Supplied data =
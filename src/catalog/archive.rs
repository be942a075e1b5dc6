//! Archive catalog: a local store of packaged unikernels.
//!
//! Each package lives in `<cache>/packages/<name>/` with an `index.toml`
//! listing one entry per platform/architecture. The kernel and initramfs of
//! an entry sit in a `<plat>-<arch>/` directory next to the index.

use std::path::{Path, PathBuf};
use std::time::Duration;

use anyhow::{bail, Context, Result};
use serde::{Deserialize, Serialize};

use crate::catalog::manager::{is_populated, PackOptions, PackageManager, PullOptions};
use crate::catalog::query::CatalogQuery;
use crate::core::component::ComponentType;
use crate::core::errors::KraftError;
use crate::core::merge::MergeStrategy;
use crate::core::package::Package;
use crate::core::target::Target;
use crate::util::archive::pack_tar_gz;
use crate::util::fs::{copy_dir_all, remove_dir_all_if_exists, write_atomic};

pub const FORMAT: &str = "archive";

const INDEX_FILE: &str = "index.toml";
const KERNEL_FILE: &str = "kernel";
const INITRAMFS_FILE: &str = "initramfs";

#[derive(Debug, Default, Serialize, Deserialize)]
struct ArchiveIndex {
    #[serde(default, rename = "target")]
    targets: Vec<Package>,
}

/// Store of packaged unikernels, optionally published to a registry.
pub struct ArchiveManager {
    packages_dir: PathBuf,
    registry: Option<String>,
    client: reqwest::blocking::Client,
}

impl ArchiveManager {
    pub fn new(cache_dir: &Path, registry: Option<String>, timeout: Option<Duration>) -> Result<Self> {
        let client = reqwest::blocking::Client::builder()
            .timeout(timeout)
            .build()
            .context("failed to create HTTP client")?;

        Ok(ArchiveManager {
            packages_dir: cache_dir.join("packages"),
            registry,
            client,
        })
    }

    pub fn package_dir(&self, name: &str) -> PathBuf {
        self.packages_dir.join(name)
    }

    /// Whether a package called `name` has been created.
    pub fn exists(&self, name: &str) -> bool {
        self.package_dir(name).join(INDEX_FILE).is_file()
    }

    fn load_index(&self, name: &str) -> Result<ArchiveIndex> {
        let path = self.package_dir(name).join(INDEX_FILE);
        if !path.exists() {
            return Ok(ArchiveIndex::default());
        }
        let contents = std::fs::read_to_string(&path)
            .with_context(|| format!("failed to read {}", path.display()))?;
        toml::from_str(&contents).with_context(|| format!("failed to parse {}", path.display()))
    }

    fn save_index(&self, name: &str, index: &ArchiveIndex) -> Result<()> {
        let path = self.package_dir(name).join(INDEX_FILE);
        let contents = toml::to_string_pretty(index).context("failed to serialize package index")?;
        write_atomic(&path, contents.as_bytes()).map_err(|e| KraftError::cache_write(&path, e))
    }

    fn package_names(&self) -> Result<Vec<String>> {
        if !self.packages_dir.is_dir() {
            return Ok(Vec::new());
        }
        let mut names = Vec::new();
        for entry in std::fs::read_dir(&self.packages_dir)
            .with_context(|| format!("failed to list {}", self.packages_dir.display()))?
        {
            let entry = entry?;
            if entry.path().join(INDEX_FILE).is_file() {
                names.push(entry.file_name().to_string_lossy().into_owned());
            }
        }
        names.sort();
        Ok(names)
    }

    /// Apply `strategy` to the package directory before adding an entry.
    fn prepare(&self, name: &str, strategy: MergeStrategy) -> Result<ArchiveIndex> {
        let exists = self.exists(name);
        match strategy {
            MergeStrategy::Overwrite => {
                remove_dir_all_if_exists(&self.package_dir(name))?;
                Ok(ArchiveIndex::default())
            }
            MergeStrategy::Merge => self.load_index(name),
            MergeStrategy::Abort | MergeStrategy::Exit if exists => {
                bail!("package {} already exists (merge strategy: {})", name, strategy)
            }
            MergeStrategy::Abort | MergeStrategy::Exit => Ok(ArchiveIndex::default()),
            MergeStrategy::Prompt => {
                bail!("merge strategy 'prompt' must be resolved before packaging {}", name)
            }
        }
    }

    fn publish(&self, registry: &str, name: &str, data: Vec<u8>) -> Result<()> {
        let file = format!("{}.tar.gz", name);
        if registry.starts_with("http://") || registry.starts_with("https://") {
            let url = format!("{}/{}", registry.trim_end_matches('/'), file);
            let response = self
                .client
                .put(&url)
                .body(data)
                .send()
                .with_context(|| format!("failed to upload {}", url))?;
            if !response.status().is_success() {
                bail!("failed to upload {}: HTTP {}", url, response.status());
            }
        } else {
            let dest = Path::new(registry).join(file);
            std::fs::create_dir_all(registry)
                .and_then(|_| write_atomic(&dest, &data))
                .with_context(|| format!("failed to publish to {}", dest.display()))?;
        }
        Ok(())
    }
}

impl PackageManager for ArchiveManager {
    fn format(&self) -> &str {
        FORMAT
    }

    fn catalog(&self, query: &CatalogQuery) -> Result<Vec<Package>> {
        let mut found = Vec::new();
        for name in self.package_names()? {
            if !query.name.is_empty() && query.name != name {
                continue;
            }
            for mut pkg in self.load_index(&name)?.targets {
                pkg.format = FORMAT.to_string();
                if let (Some(plat), Some(arch)) = (&pkg.platform, &pkg.architecture) {
                    pkg.local_path = Some(self.package_dir(&name).join(platarch_dir(plat, arch)));
                }
                if query.matches(&pkg) {
                    found.push(pkg);
                }
            }
        }
        Ok(found)
    }

    fn pull(&self, pkg: &Package, opts: &PullOptions) -> Result<()> {
        let local = match (&pkg.local_path, &pkg.platform, &pkg.architecture) {
            (Some(path), _, _) => path.clone(),
            (None, Some(plat), Some(arch)) => self.package_dir(&pkg.name).join(platarch_dir(plat, arch)),
            _ => bail!("{} does not name a platform and architecture", pkg),
        };
        if !is_populated(&local) {
            bail!("{} is not in the local package store", pkg);
        }

        opts.cancel.check()?;
        let dest = opts.destination_for(pkg);
        remove_dir_all_if_exists(&dest)?;
        copy_dir_all(&local, &dest)?;
        opts.report(1.0);
        Ok(())
    }

    fn push(&self, pkg: &Package) -> Result<()> {
        let Some(registry) = &self.registry else {
            bail!("no registry configured to push {}; set `catalog.registry`", pkg.label());
        };
        let dir = self.package_dir(&pkg.name);
        if !self.exists(&pkg.name) {
            bail!("{} has not been packaged", pkg.label());
        }

        let mut data = Vec::new();
        pack_tar_gz(&dir, &mut data)?;
        self.publish(registry, &pkg.name, data)?;
        tracing::info!("Pushed {} to {}", pkg.label(), registry);
        Ok(())
    }

    fn update(&self) -> Result<()> {
        tracing::debug!("archive store is local; nothing to update");
        Ok(())
    }

    fn add_source(&self, source: &str) -> Result<()> {
        bail!("the archive store does not take sources: {}", source)
    }

    fn remove_source(&self, _source: &str) -> Result<()> {
        Ok(())
    }

    fn pack(&self, target: &Target, opts: &PackOptions) -> Result<Vec<Package>> {
        if opts.name.is_empty() {
            bail!("cannot package {} without a name", target);
        }
        if !target.kernel.is_file() {
            bail!("kernel for {} not found at {}", target, target.kernel.display());
        }

        let mut index = self.prepare(&opts.name, opts.strategy)?;
        let entry_dir = self
            .package_dir(&opts.name)
            .join(platarch_dir(&target.platform, &target.architecture));
        remove_dir_all_if_exists(&entry_dir)?;
        std::fs::create_dir_all(&entry_dir).map_err(|e| KraftError::cache_write(&entry_dir, e))?;

        let kernel = entry_dir.join(KERNEL_FILE);
        std::fs::copy(&target.kernel, &kernel)
            .map_err(|e| KraftError::cache_write(&kernel, e))?;

        let mut pkg = Package::new(ComponentType::Runtime, &opts.name, &opts.version)
            .with_format(FORMAT)
            .with_platarch(&target.platform, &target.architecture)
            .with_kernel(KERNEL_FILE);
        if let Some(initramfs) = &opts.initramfs {
            let dest = entry_dir.join(INITRAMFS_FILE);
            std::fs::copy(initramfs, &dest).with_context(|| {
                format!("failed to copy initramfs {}", initramfs.display())
            })?;
            pkg.initramfs = Some(PathBuf::from(INITRAMFS_FILE));
        }
        if !opts.no_kconfig {
            pkg.kconfig = target.kconfig.clone();
        }
        pkg.command = opts.args.clone();
        pkg.env = opts.env.clone();
        pkg.labels = opts.labels.clone();

        index.targets.retain(|t| {
            t.platform.as_deref() != Some(target.platform.as_str())
                || t.architecture.as_deref() != Some(target.architecture.as_str())
        });
        index.targets.push(pkg.clone());
        self.save_index(&opts.name, &index)?;

        if let Some(output) = &opts.output {
            let mut data = Vec::new();
            pack_tar_gz(&self.package_dir(&opts.name), &mut data)?;
            write_atomic(output, &data).map_err(|e| KraftError::cache_write(output, e))?;
        }

        tracing::info!("Packaged {} ({})", pkg.label(), target.platarch());
        pkg.local_path = Some(entry_dir);
        Ok(vec![pkg])
    }

    fn is_compatible(&self, _source: &str) -> bool {
        false
    }
}

fn platarch_dir(plat: &str, arch: &str) -> String {
    format!("{}-{}", plat, arch)
}

#[cfg(test)]
mod tests {
    use super::*;
    use crate::test_support::target;
    use tempfile::TempDir;

    fn built_target(tmp: &TempDir, name: &str, arch: &str, plat: &str) -> Target {
        let mut t = target(name, arch, plat);
        t.kernel = tmp.path().join(format!("{}_{}-{}", name, plat, arch));
        std::fs::write(&t.kernel, format!("kernel {}", t.platarch())).unwrap();
        t
    }

    fn opts(strategy: MergeStrategy) -> PackOptions {
        PackOptions {
            name: "hello".into(),
            version: "0.1.0".into(),
            strategy,
            ..PackOptions::default()
        }
    }

    #[test]
    fn test_pack_then_catalog() {
        let tmp = TempDir::new().unwrap();
        let pm = ArchiveManager::new(&tmp.path().join("cache"), None, None).unwrap();
        let t = built_target(&tmp, "hello", "x86_64", "qemu");

        let packed = pm.pack(&t, &opts(MergeStrategy::Overwrite)).unwrap();
        assert_eq!(packed.len(), 1);
        assert!(pm.exists("hello"));

        let found = pm.catalog(&CatalogQuery::new("hello")).unwrap();
        assert_eq!(found.len(), 1);
        let as_target = found[0].as_target(found[0].local_path.as_ref().unwrap()).unwrap();
        assert_eq!(std::fs::read_to_string(as_target.kernel).unwrap(), "kernel qemu/x86_64");
    }

    #[test]
    fn test_merge_adds_entries_overwrite_replaces() {
        let tmp = TempDir::new().unwrap();
        let pm = ArchiveManager::new(&tmp.path().join("cache"), None, None).unwrap();
        let a = built_target(&tmp, "hello", "x86_64", "qemu");
        let b = built_target(&tmp, "hello", "arm64", "fc");

        pm.pack(&a, &opts(MergeStrategy::Overwrite)).unwrap();
        pm.pack(&b, &opts(MergeStrategy::Merge)).unwrap();
        assert_eq!(pm.catalog(&CatalogQuery::new("hello")).unwrap().len(), 2);

        pm.pack(&b, &opts(MergeStrategy::Overwrite)).unwrap();
        let found = pm.catalog(&CatalogQuery::new("hello")).unwrap();
        assert_eq!(found.len(), 1);
        assert_eq!(found[0].architecture.as_deref(), Some("arm64"));
    }

    #[test]
    fn test_abort_on_existing() {
        let tmp = TempDir::new().unwrap();
        let pm = ArchiveManager::new(&tmp.path().join("cache"), None, None).unwrap();
        let t = built_target(&tmp, "hello", "x86_64", "qemu");

        pm.pack(&t, &opts(MergeStrategy::Abort)).unwrap();
        let err = pm.pack(&t, &opts(MergeStrategy::Abort)).unwrap_err();
        assert!(err.to_string().contains("already exists"));
        assert!(pm.pack(&t, &opts(MergeStrategy::Prompt)).is_err());
    }

    #[test]
    fn test_pull_into_workdir() {
        let tmp = TempDir::new().unwrap();
        let pm = ArchiveManager::new(&tmp.path().join("cache"), None, None).unwrap();
        pm.pack(&built_target(&tmp, "hello", "x86_64", "qemu"), &opts(MergeStrategy::Overwrite))
            .unwrap();

        let pkg = pm.catalog(&CatalogQuery::new("hello")).unwrap().remove(0);
        let dest = tmp.path().join("pulled");
        pm.pull(&pkg, &PullOptions::new(tmp.path()).destination(&dest)).unwrap();
        assert!(dest.join(KERNEL_FILE).is_file());
    }

    #[test]
    fn test_push_to_local_registry() {
        let tmp = TempDir::new().unwrap();
        let registry = tmp.path().join("registry");
        let pm = ArchiveManager::new(
            &tmp.path().join("cache"),
            Some(registry.display().to_string()),
            None,
        )
        .unwrap();
        let packed = pm
            .pack(&built_target(&tmp, "hello", "x86_64", "qemu"), &opts(MergeStrategy::Overwrite))
            .unwrap();

        pm.push(&packed[0]).unwrap();
        assert!(registry.join("hello.tar.gz").is_file());
    }

    #[test]
    fn test_push_without_registry() {
        let tmp = TempDir::new().unwrap();
        let pm = ArchiveManager::new(&tmp.path().join("cache"), None, None).unwrap();
        let pkg = Package::new(ComponentType::Runtime, "hello", "0.1.0");
        assert!(pm.push(&pkg).unwrap_err().to_string().contains("no registry"));
    }
}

What you will do = From the first line of the entries above to the line with "use crate::util::archive::pack_tar_gz;", please return every line exactly, keeping both ends.

Task solution =
filename src/catalog/archive.rs
repository be942a075e1b5dc6
//! Archive catalog: a local store of packaged unikernels.
//!
//! Each package lives in `<cache>/packages/<name>/` with an `index.toml`
//! listing one entry per platform/architecture. The kernel and initramfs of
//! an entry sit in a `<plat>-<arch>/` directory next to the index.

use std::path::{Path, PathBuf};
use std::time::Duration;

use anyhow::{bail, Context, Result};
use serde::{Deserialize, Serialize};

use crate::catalog::manager::{is_populated, PackOptions, PackageManager, PullOptions};
use crate::catalog::query::CatalogQuery;
use crate::core::component::ComponentType;
use crate::core::errors::KraftError;
use crate::core::merge::MergeStrategy;
use crate::core::package::Package;
use crate::core::target::Target;
use crate::util::archive::pack_tar_gz;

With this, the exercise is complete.